1) Don't respond. Unless the agent/editor has asked for a response don't send anything back, not even a thank you note. I know it seems terribly impolite (especially if the agent/editor has offered advice) but the average publishing in-box has over 100* submissions piling up every hour and a thank you note isn't going to change anything.

2) Don't argue. Never in the history of publishing** has a combative email swayed an agent or editor. Most the time the email will wind up being circulated over gin and tonics as Agent Swanky and friends laugh about their near misses with bad clients and consider asking for combat pay because Crazy McAuthorcrazypants has sent them six queries and two death threats today. This actually happens. Don't be Crazy McAuthorcrazypants.

3) Don't rant about it. Even if it's your dream agent. Even if it's the only editor you will ever love. Even if it's Tor***. If you're furious and ready to cry, step away from the computer and phone a friend. Don't blog, tweet, facebook, instagram, Tumblr, or Vine your reaction to the rejection. You are a fabulous author and this rejection is between you and the agent. The agent will forget about you 2.3 seconds after deleting your query, you should drop it just as fast.

Those are the three cardinal rules of querying. Now, as for what to do with the actual rejection letter... that's a little more personal.

Some people keep their rejections letters. If I had a rejection letter signed by Janet Reid, let's be honest, I'd frame it. Janet is one of my all-time favorite agents. I love the advice she gives. I love that we once tweeted to each other about avocados. And if I ever wrote a book in a genre she repped I would query her in a hot second. But I don't, so I won't.

Still, if it's a rejection from your all-time favorite agent (or editor), so ahead and frame it! View it as a mark of accomplishment that you made it through the Plot Bunny Massacre, the Perilous Opening Chapter, the Long Dark of Editing, the Soggy Middle of a Novel, and all the other perils waiting to ensnare and destroy unwary pen monkeys.
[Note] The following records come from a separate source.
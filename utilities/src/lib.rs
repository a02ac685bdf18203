//! Randomised block-tridiagonal structures for tests and benchmarks.

use nalgebra::DMatrix;
use num_complex::Complex;
use num_traits::Zero;
use rand::Rng;

/// The three block sequences of a block-tridiagonal matrix: `(diagonal, lower, upper)`
pub type Blocks = (
    Vec<DMatrix<Complex<f64>>>,
    Vec<DMatrix<Complex<f64>>>,
    Vec<DMatrix<Complex<f64>>>,
);

/// A dense complex matrix with entries drawn uniformly from `[-1, 1) + i[-1, 1)`
pub fn random_matrix<R: Rng>(rows: usize, columns: usize, rng: &mut R) -> DMatrix<Complex<f64>> {
    DMatrix::from_fn(rows, columns, |_, _| {
        Complex::new(rng.gen_range(-1.0..1.0), rng.gen_range(-1.0..1.0))
    })
}

/// A random Hermitian matrix
pub fn random_hermitian<R: Rng>(size: usize, rng: &mut R) -> DMatrix<Complex<f64>> {
    let matrix = random_matrix(size, size, rng);
    (&matrix + matrix.adjoint()) * Complex::from(0.5)
}

/// Constructs a Hermitian block-tridiagonal Hamiltonian with the given (possibly ragged) block sizes
///
/// Diagonal blocks are random Hermitian, each upper coupling is random and the lower coupling
/// is its adjoint.
pub fn construct_test_hamiltonian<R: Rng>(block_sizes: &[usize], rng: &mut R) -> Blocks {
    let diagonal = block_sizes
        .iter()
        .map(|&size| random_hermitian(size, rng))
        .collect::<Vec<_>>();
    let upper = block_sizes
        .windows(2)
        .map(|pair| random_matrix(pair[0], pair[1], rng))
        .collect::<Vec<_>>();
    let lower = upper.iter().map(|block| block.adjoint()).collect();
    (diagonal, lower, upper)
}

/// A real symmetric block-tridiagonal Hamiltonian with the given (possibly ragged) block sizes
///
/// Each upper coupling is a random real matrix with no symmetry of its own and the lower coupling
/// is its transpose, so the blocks do not commute.
pub fn construct_real_symmetric_chain<R: Rng>(block_sizes: &[usize], rng: &mut R) -> Blocks {
    let random_real = |rows: usize, columns: usize, rng: &mut R| {
        DMatrix::from_fn(rows, columns, |_, _| Complex::from(rng.gen_range(-1.0..1.0)))
    };
    let diagonal = block_sizes
        .iter()
        .map(|&size| {
            let matrix: DMatrix<Complex<f64>> = random_real(size, size, rng);
            (&matrix + matrix.transpose()) * Complex::from(0.5)
        })
        .collect::<Vec<_>>();
    let upper = block_sizes
        .windows(2)
        .map(|pair| random_real(pair[0], pair[1], rng))
        .collect::<Vec<_>>();
    let lower = upper.iter().map(|block| block.transpose()).collect();
    (diagonal, lower, upper)
}

/// A uniform nearest-neighbour chain where every block is a multiple of the identity
///
/// Every block commutes with every other, so the structure decouples into `block_size`
/// identical one-dimensional chains.
pub fn construct_uniform_chain(
    number_of_slices: usize,
    block_size: usize,
    on_site: f64,
    hopping: f64,
) -> Blocks {
    let identity = DMatrix::<Complex<f64>>::identity(block_size, block_size);
    let diagonal = vec![&identity * Complex::from(on_site); number_of_slices];
    let coupling = &identity * Complex::from(hopping);
    let number_of_couplings = number_of_slices.saturating_sub(1);
    (
        diagonal,
        vec![coupling.clone(); number_of_couplings],
        vec![coupling; number_of_couplings],
    )
}

/// A one-dimensional chain with random real on-site energies and random real hopping, in 1x1 blocks
pub fn construct_random_scalar_chain<R: Rng>(number_of_slices: usize, rng: &mut R) -> Blocks {
    let diagonal = (0..number_of_slices)
        .map(|_| DMatrix::from_element(1, 1, Complex::from(rng.gen_range(-1.0..1.0))))
        .collect::<Vec<_>>();
    let hopping = (1..number_of_slices)
        .map(|_| DMatrix::from_element(1, 1, Complex::from(rng.gen_range(0.5..1.5))))
        .collect::<Vec<_>>();
    (diagonal, hopping.clone(), hopping)
}

/// Scattering blocks `scale * I` matched to the given block sizes
pub fn scaled_identities(block_sizes: &[usize], scale: f64) -> Vec<DMatrix<Complex<f64>>> {
    block_sizes
        .iter()
        .map(|&size| DMatrix::identity(size, size) * Complex::from(scale))
        .collect()
}

/// Random Hermitian scattering blocks matched to the given block sizes
pub fn random_scattering<R: Rng>(block_sizes: &[usize], rng: &mut R) -> Vec<DMatrix<Complex<f64>>> {
    block_sizes
        .iter()
        .map(|&size| random_hermitian(size, rng))
        .collect()
}

/// Assembles the dense matrix from the block sequences
pub fn assemble_dense(blocks: &Blocks) -> DMatrix<Complex<f64>> {
    let (diagonal, lower, upper) = blocks;
    let offsets = diagonal
        .iter()
        .scan(0, |offset, block| {
            let start = *offset;
            *offset += block.nrows();
            Some(start)
        })
        .collect::<Vec<_>>();
    let dimension = diagonal.iter().map(|block| block.nrows()).sum();
    let mut dense = DMatrix::from_element(dimension, dimension, Complex::zero());
    for (block, &offset) in diagonal.iter().zip(offsets.iter()) {
        dense
            .slice_mut((offset, offset), block.shape())
            .copy_from(block);
    }
    for (idx, (lower, upper)) in lower.iter().zip(upper.iter()).enumerate() {
        dense
            .slice_mut((offsets[idx + 1], offsets[idx]), lower.shape())
            .copy_from(lower);
        dense
            .slice_mut((offsets[idx], offsets[idx + 1]), upper.shape())
            .copy_from(upper);
    }
    dense
}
You can keep the rejection. Place it in a special folder and look at it as a way to encourage yourself... I'm not actually sure how this works, mind you. But I know authors have shown up at conferences with suitcases full of rejection letters that show that they tried, and they never quit. If that's your cuppa tea, sweetie, drink it up!

Personally, I delete them. I have an Excel sheet with agents, editors, and agencies so I don't query twice, and once a response to a query arrives I mark it down and move on.

I do collect royalty checks. I keep them in my writing desk with the a nicely penned VOID across them after I've put the money in my bank account. For me, that's a sign of success. Someone is paying me for my books.

You get to decide what you want to collect and what you want to delete.

Happy writing!
Liana

* I made this number up.
** Please note that I don't have an MFA and this might be a lie. 
*** I LOVE YOU TOR! 

1 comment:

  1. I've kept all mine, even printed off a couple of email ones. Not sure why. Sone of then are the reason I kept trying. Some are because I wanted to look back at them and laugh (I don't. I dug them out once to do a blog post, and because I knew one was written on my own query letter and a friend had asked for an example). It's just a way of seeing how far I've got since then.